From Wikipedia, the free encyclopedia


"Yesterday" is a pop song originally recorded by The Beatles for their album Help! (1965). According to the Guinness Book of Records, "Yesterday" has the most cover versions of any song ever written, while BMI asserts that it was performed over seven million times in the 20th century alone. The song remains popular today with more than 3000 recorded cover versions, the first hitting the United Kingdom top 10 three months after the release of Help!. Some sources still assert that White Christmas by Bing Crosby has more cover versions[citation needed].

"Yesterday" takes the form of an acoustic ballad about a lost loved one. It was the first official recording by The Beatles that relied upon a performance by a single member of the band, although the background accompaniment of a string quartet was added a few days later during the editing stage. The final recording, which out of the band's members featured only Paul McCartney, differed so greatly from other works by The Beatles that the other three members of the band vetoed the song's release as a single in the United Kingdom. Although written solely by McCartney, the song was credited to both himself and John Lennon as "Lennon/McCartney", as were all Beatles songs written by either of the pair.

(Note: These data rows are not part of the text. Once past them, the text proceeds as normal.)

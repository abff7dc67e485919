//! Background maintenance: idle session eviction and index compaction.
//!
//! One sweep per `maintenance.sweep_interval_secs`. Stops when the
//! cancellation token fires.

use std::sync::Arc;
use std::time::Duration;

use campus_copilot_core::error::IndexError;
use campus_copilot_core::store::VectorIndex;
use chrono::Utc;
use tokio::task::JoinHandle;
use tokio::time::{interval, MissedTickBehavior};
use tokio_util::sync::CancellationToken;
use tracing::{debug, info, warn};

use crate::session::SessionStore;

#[derive(Debug, Clone, Copy, Default, PartialEq, Eq)]
pub struct SweepReport {
    pub evicted_sessions: usize,
    pub rebuilt: bool,
}

pub struct Maintenance {
    sessions: Arc<dyn SessionStore>,
    index: Arc<dyn VectorIndex>,
    rebuild_threshold: f64,
    sweep_interval: Duration,
}

impl Maintenance {
    pub fn new(
        sessions: Arc<dyn SessionStore>,
        index: Arc<dyn VectorIndex>,
        rebuild_threshold: f64,
        sweep_interval: Duration,
    ) -> Self {
        Self {
            sessions,
            index,
            rebuild_threshold,
            sweep_interval,
        }
    }

    pub async fn sweep_once(&self) -> SweepReport {
        let evicted_sessions = self.sessions.evict_idle(Utc::now()).await;

        let ratio = self.index.deletion_ratio();
        let mut rebuilt = false;
        if ratio > self.rebuild_threshold {
            match self.index.rebuild().await {
                Ok(stats) => {
                    info!(
                        live = stats.live,
                        removed = stats.removed,
                        ratio,
                        "index rebuilt"
                    );
                    rebuilt = true;
                }
                Err(IndexError::RebuildBusy) => debug!("rebuild already running, skipped"),
                Err(e) => warn!(error = %e, "index rebuild failed"),
            }
        }

        SweepReport {
            evicted_sessions,
            rebuilt,
        }
    }

    /// Run sweeps until `cancel` fires.
    pub fn spawn(self, cancel: CancellationToken) -> JoinHandle<()> {
        tokio::spawn(async move {
            let mut ticker = interval(self.sweep_interval);
            ticker.set_missed_tick_behavior(MissedTickBehavior::Skip);
            // The first tick completes immediately.
            ticker.tick().await;

            info!(
                interval_secs = self.sweep_interval.as_secs(),
                "maintenance started"
            );
            loop {
                tokio::select! {
                    _ = cancel.cancelled() => break,
                    _ = ticker.tick() => {
                        self.sweep_once().await;
                    }
                }
            }
            info!("maintenance stopped");
        })
    }
}
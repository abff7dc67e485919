//! Keyword intent routing.
//!
//! The first configured rule with a keyword contained in the lower-cased
//! query wins and contributes its metadata filter to retrieval. No match
//! resolves to the `general` intent with an empty filter.

use campus_copilot_core::store::MetadataFilter;

use crate::config::IntentRule;

pub const GENERAL: &str = "general";

#[derive(Debug, Clone, PartialEq, Eq)]
pub struct Intent {
    pub name: String,
    pub filter: MetadataFilter,
}

impl Intent {
    pub fn general() -> Self {
        Self {
            name: GENERAL.to_string(),
            filter: MetadataFilter::none(),
        }
    }
}

#[derive(Debug, Clone, Default)]
pub struct IntentRouter {
    rules: Vec<IntentRule>,
}

impl IntentRouter {
    pub fn new(rules: Vec<IntentRule>) -> Self {
        let rules = rules
            .into_iter()
            .map(|mut r| {
                r.keywords = r.keywords.iter().map(|k| k.to_lowercase()).collect();
                r
            })
            .collect();
        Self { rules }
    }

    pub fn resolve(&self, query: &str) -> Intent {
        let lower = query.to_lowercase();
        self.rules
            .iter()
            .find(|r| r.keywords.iter().any(|k| lower.contains(k.as_str())))
            .map(|r| Intent {
                name: r.name.clone(),
                filter: r.filter.clone(),
            })
            .unwrap_or_else(Intent::general)
    }
}

#[cfg(test)]
mod tests {
    use super::*;
    use crate::config::Config;

    fn router() -> IntentRouter {
        IntentRouter::new(Config::default().intents)
    }

    #[test]
    fn test_default_rules() {
        let r = router();
        assert_eq!(r.resolve("What's happening this weekend?").name, "events");
        assert_eq!(r.resolve("Dining hall MENU today").name, "dining");
        assert_eq!(r.resolve("What is the average cost of attendance?").name, "cost");
        assert_eq!(r.resolve("Tuition for grad students").name, "cost");
    }

    #[test]
    fn test_first_rule_wins() {
        assert_eq!(router().resolve("cost of the dining event").name, "events");
    }

    #[test]
    fn test_no_match_is_general() {
        let intent = router().resolve("prerequisites for CS101");
        assert_eq!(intent, Intent::general());
        assert!(intent.filter.is_empty());
    }

    #[test]
    fn test_filter_carried() {
        assert_eq!(
            router().resolve("dining").filter,
            MetadataFilter::eq("topic", "dining")
        );
    }
}
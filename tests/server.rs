//! HTTP surface tests, driven through the router without binding a port.

use std::collections::BTreeMap;
use std::sync::Arc;

use async_trait::async_trait;
use axum::body::{to_bytes, Body};
use axum::http::{Request, StatusCode};
use campus_copilot::cache::MokaAnswerCache;
use campus_copilot::config::Config;
use campus_copilot::embedding::EmbeddingGateway;
use campus_copilot::llm::{LanguageModel, TokenStream};
use campus_copilot::orchestrator::{AnswerEvent, Collaborators, Orchestrator};
use campus_copilot::prompt::Prompt;
use campus_copilot::retry::RetryPolicy;
use campus_copilot::server::{router, INTENT_HEADER, SESSION_HEADER};
use campus_copilot::session::{InMemorySessionStore, SessionStore};
use campus_copilot_core::embedding::HashEmbedder;
use campus_copilot_core::error::UpstreamError;
use campus_copilot_core::models::Document;
use campus_copilot_core::store::memory::InMemoryIndex;
use campus_copilot_core::store::VectorIndex;
use futures::stream::{self, StreamExt};
use serde_json::Value;
use tokio_util::sync::CancellationToken;
use tower::ServiceExt;

struct FixedModel;

#[async_trait]
impl LanguageModel for FixedModel {
    fn model_name(&self) -> &str {
        "fixed"
    }

    async fn generate(
        &self,
        _prompt: &Prompt,
        _cancel: CancellationToken,
    ) -> Result<TokenStream, UpstreamError> {
        let tokens = vec![Ok("Breakfast ".to_string()), Ok("starts at 7am.".to_string())];
        Ok(stream::iter(tokens).boxed())
    }
}

async fn app() -> (axum::Router, Arc<InMemorySessionStore>) {
    let config = Config::default();
    let gateway = EmbeddingGateway::new(
        Arc::new(HashEmbedder::new(64)),
        RetryPolicy::default(),
        &config.embedding,
    );
    let index = Arc::new(InMemoryIndex::new());
    let text = "The dining hall menu changes daily. Breakfast starts at 7am.";
    let mut metadata = BTreeMap::new();
    metadata.insert("topic".to_string(), "dining".to_string());
    index
        .insert(Document {
            id: "dining/hours.md#0".into(),
            text: text.into(),
            source_uri: "dining/hours.md".into(),
            embedding: gateway.embed(text).await.unwrap(),
            metadata,
            updated_at: 0,
        })
        .await
        .unwrap();

    let sessions = Arc::new(InMemorySessionStore::new(&config.session));
    let orchestrator = Orchestrator::new(
        &config,
        Collaborators {
            index,
            gateway,
            model: Arc::new(FixedModel),
            sessions: sessions.clone(),
            cache: Arc::new(MokaAnswerCache::new(&config.cache)),
        },
    );
    (router(orchestrator), sessions)
}

fn chat(body: &str) -> Request<Body> {
    Request::builder()
        .method("POST")
        .uri("/chat")
        .header("content-type", "application/json")
        .body(Body::from(body.to_string()))
        .unwrap()
}

#[tokio::test]
async fn test_health() {
    let (app, _) = app().await;
    let resp = app
        .oneshot(Request::builder().uri("/health").body(Body::empty()).unwrap())
        .await
        .unwrap();
    assert_eq!(resp.status(), StatusCode::OK);

    let body = to_bytes(resp.into_body(), usize::MAX).await.unwrap();
    let json: Value = serde_json::from_slice(&body).unwrap();
    assert_eq!(json["ok"], true);
    assert!(json["ts"].as_i64().unwrap() > 0);
    assert_eq!(json["documents"], 1);
    assert_eq!(json["cache_entries"], 0);
}

#[tokio::test]
async fn test_chat_streams_ndjson_events() {
    let (app, sessions) = app().await;
    let resp = app
        .oneshot(chat(
            r#"{"session_id": "web-1", "query": "When does the dining hall open?"}"#,
        ))
        .await
        .unwrap();

    assert_eq!(resp.status(), StatusCode::OK);
    assert_eq!(resp.headers()[SESSION_HEADER], "web-1");
    assert_eq!(resp.headers()[INTENT_HEADER], "dining");
    assert_eq!(resp.headers()["content-type"], "application/x-ndjson");

    let body = to_bytes(resp.into_body(), usize::MAX).await.unwrap();
    let events: Vec<AnswerEvent> = String::from_utf8(body.to_vec())
        .unwrap()
        .lines()
        .map(|l| serde_json::from_str(l).unwrap())
        .collect();

    assert_eq!(
        events[0],
        AnswerEvent::Token {
            text: "Breakfast ".into()
        }
    );
    assert!(events
        .iter()
        .any(|e| matches!(e, AnswerEvent::Citation(c) if c.source_uri == "dining/hours.md")));
    assert_eq!(
        events.last(),
        Some(&AnswerEvent::Done {
            cached: false,
            degraded: false,
            truncated: false
        })
    );
    assert_eq!(sessions.get("web-1").await.unwrap().turns.len(), 2);
}

#[tokio::test]
async fn test_chat_generates_session_id() {
    let (app, _) = app().await;
    let resp = app
        .oneshot(chat(r#"{"query": "What events are happening?"}"#))
        .await
        .unwrap();

    assert_eq!(resp.status(), StatusCode::OK);
    let id = resp.headers()[SESSION_HEADER].to_str().unwrap();
    assert!(uuid::Uuid::parse_str(id).is_ok());
    assert_eq!(resp.headers()[INTENT_HEADER], "events");
}

#[tokio::test]
async fn test_chat_rejects_blank_query() {
    let (app, _) = app().await;
    let resp = app.oneshot(chat(r#"{"query": "   "}"#)).await.unwrap();
    assert_eq!(resp.status(), StatusCode::BAD_REQUEST);

    let body = to_bytes(resp.into_body(), usize::MAX).await.unwrap();
    let json: Value = serde_json::from_slice(&body).unwrap();
    assert_eq!(json["error"]["code"], "bad_request");
}

#[tokio::test]
async fn test_chat_rejects_query_over_embedding_limit() {
    let (app, sessions) = app().await;
    let limit = Config::default().embedding.max_input_chars;
    let body = serde_json::json!({ "session_id": "web-2", "query": "a".repeat(limit + 1) });
    let resp = app.oneshot(chat(&body.to_string())).await.unwrap();
    assert_eq!(resp.status(), StatusCode::BAD_REQUEST);

    let body = to_bytes(resp.into_body(), usize::MAX).await.unwrap();
    let json: Value = serde_json::from_slice(&body).unwrap();
    assert_eq!(json["error"]["code"], "bad_request");
    assert!(json["error"]["message"].as_str().unwrap().contains("limit"));
    assert!(sessions.get("web-2").await.is_none());
}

According to biographers of McCartney and The Beatles, McCartney composed the entire melody in a dream one night at the London flat in Wimpole Street belonging to his then girlfriend, Jane Asher. Upon waking, he hurried to a piano, turned on a tape recorder, and played the tune to avoid letting it slip into the recesses of his mind.[1]

McCartney's initial concern was that he had subconsciously plagiarised someone else's work (known as Cryptomnesia). As he put it, "For about a month I went round to people in the music business and asked them whether they had ever heard it before. "Eventually it became like handing something in to the police. I thought if no-one claimed it after a few weeks then I could have it".[1]

Upon being convinced that he had not robbed anybody of his melody, McCartney began hammering out lyrics to suit it. As The Beatles were known to do at the time, a substitute working lyric, entitled "Scrambled Eggs", was used for the song until something more suitable was written. In his biography, "Many Years From Now", McCartney wrote: "So first of all I checked this lovely melody out, and people said to me, 'No, it's lovely, and I'm sure it's all yours.' It took me a little while to allow myself to claim it, but then like a prospector I finally staked my claim; stuck a little sign on it and said, 'Okay, it's mine!' It had no words. I used to call it 'Scrambled Eggs'."[2]

During the shooting of Help!, a piano was placed on one of the stages where filming was being conducted. McCartney would take advantage of this opportunity to perform "Scrambled Eggs" accompanied by the piano. Richard Lester, the director, was greatly annoyed by this, and eventually lost his temper, telling McCartney to finish writing the song, or he would have the piano removed. [1] McCartney's original lyrics were, "Scrambled eggs, Oh, baby how I love your legs", and that was all he had until he decided to finish the lyrics.

McCartney originally claimed he had written "Yesterday" during The Beatles' tour of France in 1964; however, the song was not released until the summer of 1965. During the intervening time, The Beatles released two albums, Beatles for Sale and A Hard Day's Night, both of which could have included "Yesterday". Although McCartney has never elaborated his claims, it is likely that the reason for such a long delay, if it existed, was a disagreement between McCartney and George Martin regarding the song's arrangement, or, equally likely, the distaste of the other Beatles for the song. [1]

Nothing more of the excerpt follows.